Je peux me retrouver en situation de handicap lorsque je
veux me déplacer, me préparer à manger, faire mes apprentissages scolaires,
avoir un travail, aller voter, etc…Certains environnements peuvent ne pas
présenter d’obstacles lorsque j’ai telle ou telle caractéristique, et en
présenter lorsque j’ai telle ou telle autre. On voit bien que dans l’analyse
d’une situation de vie, ce n’est pas la sensorialité, ou les capacités
intellectuelles qui peuvent constituer à elles seules la situation de handicap,
mais leur rapport à comment est fait l’environnement. Comment il permet ou non
d’exercer une activité ou une habitude de vie.
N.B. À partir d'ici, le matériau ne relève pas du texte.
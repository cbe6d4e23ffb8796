use crate::storage::StorageError;
use std::borrow::Cow;

#[accounts_derive::accounts_error]
pub enum ServerError {
    /// The server was configured with unusable options.
    #[error("Configuration error{}: {message}", format_context(.context))]
    Config { message: Cow<'static, str>, context: Option<Cow<'static, str>> },

    #[error("Storage error{}: {source}", format_context(.context))]
    Storage { source: StorageError, context: Option<Cow<'static, str>> },

    /// A token could not be signed or did not verify.
    #[error("Token error{}: {source}", format_context(.context))]
    Token { source: jsonwebtoken::errors::Error, context: Option<Cow<'static, str>> },

    #[error("Service '{message}' is not registered{}", format_context(.context))]
    ServiceNotFound { message: Cow<'static, str>, context: Option<Cow<'static, str>> },

    #[error("{message}{}", format_context(.context))]
    InvalidCredentials { message: Cow<'static, str>, context: Option<Cow<'static, str>> },

    #[error("Invalid session{}: {message}", format_context(.context))]
    InvalidSession { message: Cow<'static, str>, context: Option<Cow<'static, str>> },

    #[error("User not found{}: {message}", format_context(.context))]
    UserNotFound { message: Cow<'static, str>, context: Option<Cow<'static, str>> },

    /// Raised by an authentication service for anything that is not a credential mismatch.
    #[error("{message}{}", format_context(.context))]
    Service { message: Cow<'static, str>, context: Option<Cow<'static, str>> },

    #[error("Internal server error{}: {message}", format_context(.context))]
    Internal { message: Cow<'static, str>, context: Option<Cow<'static, str>> },
}

impl ServerError {
    pub(crate) fn invalid_session(message: impl Into<Cow<'static, str>>) -> Self {
        Self::InvalidSession { message: message.into(), context: None }
    }
}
La notion de situation de
handicap caractérise par conséquent, non une personne (« situation de
handicap sensoriel ») pas davantage un environnement (« situation de
handicap géographique » ! ), mais la mise en rapport entre les deux
dans la vie d’une personne : je ne peux pas aller au cinéma (mon habitude
de vie de loisirs) parce que la salle ne dispose pas d’aménagements
(environnement) et que je me déplace en fauteuil (moi).
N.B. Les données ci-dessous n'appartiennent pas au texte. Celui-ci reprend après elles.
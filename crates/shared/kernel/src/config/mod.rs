use config::{Config, Environment, File, Map};
use serde::de::DeserializeOwned;
use std::borrow::Cow;
use std::path::{Path, PathBuf};
use tracing::info;

/// Prefix of the environment variables overlaying file configuration.
pub const ENV_PREFIX: &str = "ACCOUNTS";
/// Separator between nested keys, both after the prefix and between sections.
pub const ENV_SEPARATOR: &str = "__";

const DEFAULT_CONFIG_FILE: &str = "boost";

#[accounts_derive::accounts_error]
pub enum ConfigError {
    #[error("Config error{}: {source}", format_context(.context))]
    Config { source: config::ConfigError, context: Option<Cow<'static, str>> },
}

/// Loads a configuration structure from an optional file overlaid by environment variables.
///
/// Layers, lowest precedence first:
/// 1. **File**: `path` (default `boost`), with the format inferred from the extension
///    (`boost.toml`, `boost.yaml`, `boost.json`, ...). A missing file is not an error, so a
///    service can start on defaults alone.
/// 2. **Environment**: variables prefixed with `ACCOUNTS__`, nested with `__`
///    (`ACCOUNTS__STORAGE__URI` maps to `storage.uri`). Numbers and booleans are parsed.
///
/// # Errors
/// Fails when a source is malformed or the merged values do not fit `T`.
///
/// # Example
/// ```rust
/// use accounts_kernel::config::load_config;
///
/// #[derive(Default, serde::Deserialize)]
/// struct AppConfig {
///     port: u16,
/// }
///
/// let cfg: AppConfig = load_config(Some("config/local")).unwrap_or_default();
/// ```
pub fn load_config<T>(path: Option<impl AsRef<Path>>) -> Result<T, ConfigError>
where
    T: DeserializeOwned,
{
    load_layers(path, None)
}

/// [`load_config`] with the environment layer read from `vars` instead of the process
/// environment.
///
/// # Errors
/// Same as [`load_config`].
pub fn load_config_with<T, K, V>(
    path: Option<impl AsRef<Path>>,
    vars: impl IntoIterator<Item = (K, V)>,
) -> Result<T, ConfigError>
where
    T: DeserializeOwned,
    K: Into<String>,
    V: Into<String>,
{
    let mut env = Map::new();
    for (key, value) in vars {
        env.insert(key.into(), value.into());
    }
    load_layers(path, Some(env))
}

fn load_layers<T>(
    path: Option<impl AsRef<Path>>,
    env: Option<Map<String, String>>,
) -> Result<T, ConfigError>
where
    T: DeserializeOwned,
{
    let path = path.map_or_else(|| PathBuf::from(DEFAULT_CONFIG_FILE), |p| p.as_ref().to_path_buf());
    info!("Loading config from {} (optional) and {ENV_PREFIX}{ENV_SEPARATOR}* variables", path.display());

    Config::builder()
        .add_source(File::from(path.as_path()).required(false))
        .add_source(
            Environment::with_prefix(ENV_PREFIX)
                .separator(ENV_SEPARATOR)
                .try_parsing(true)
                .convert_case(config::Case::Snake)
                .source(env),
        )
        .build()
        .context("Failed to build config")?
        .try_deserialize::<T>()
        .context("Failed to deserialize config")
}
C’est à ce titre qu’on peut parler de situation de handicap
pédagogique à l’école. Tous les élèves ont des particularités sociales,
physiques, psychiques, mentales…, chacun les siennes. L’école a un certain
fonctionnement pédagogique, comme par exemple des programmes et progressions
annuelles, des classes de niveau, des modalités d’apprentissages, d’exercices et
d’évaluation, des rythmes, des interrelations autorisées, etc. Le
fonctionnement, ou certaines de ses modalités, ne convient pas à certaines
particularités de certains élèves, et parmi ceux-ci, de ceux qui ont des
particularités physiques ou psychiques qui les catégorisent comme enfants
handicapés. Lorsqu’il y a un hiatus entre le fonctionnement de l’école et les
particularités d’un élève, on peut parler d’une situation de handicap dans le
domaine pédagogique.
Car c’est bien dans une situation de vie, la vie d’élève,
que se produit une situation de handicap : l’élève et l’école ne sont pas
adaptés l’un à l’autre. Mais ce n’est pas à l’élève seul qu’on peut attribuer
la situation de handicap. Dans d’autres situations de vie (par exemple :
faire sa toilette, jouer au foot, prendre son repas…), l’enfant qui a une
déficience auditive en rencontrera pas de situation de handicap, il ne peut
être ontologiquement « en situation de handicap sensoriel ». Mais à
l’école, oui, il sera en situation de handicap pédagogique.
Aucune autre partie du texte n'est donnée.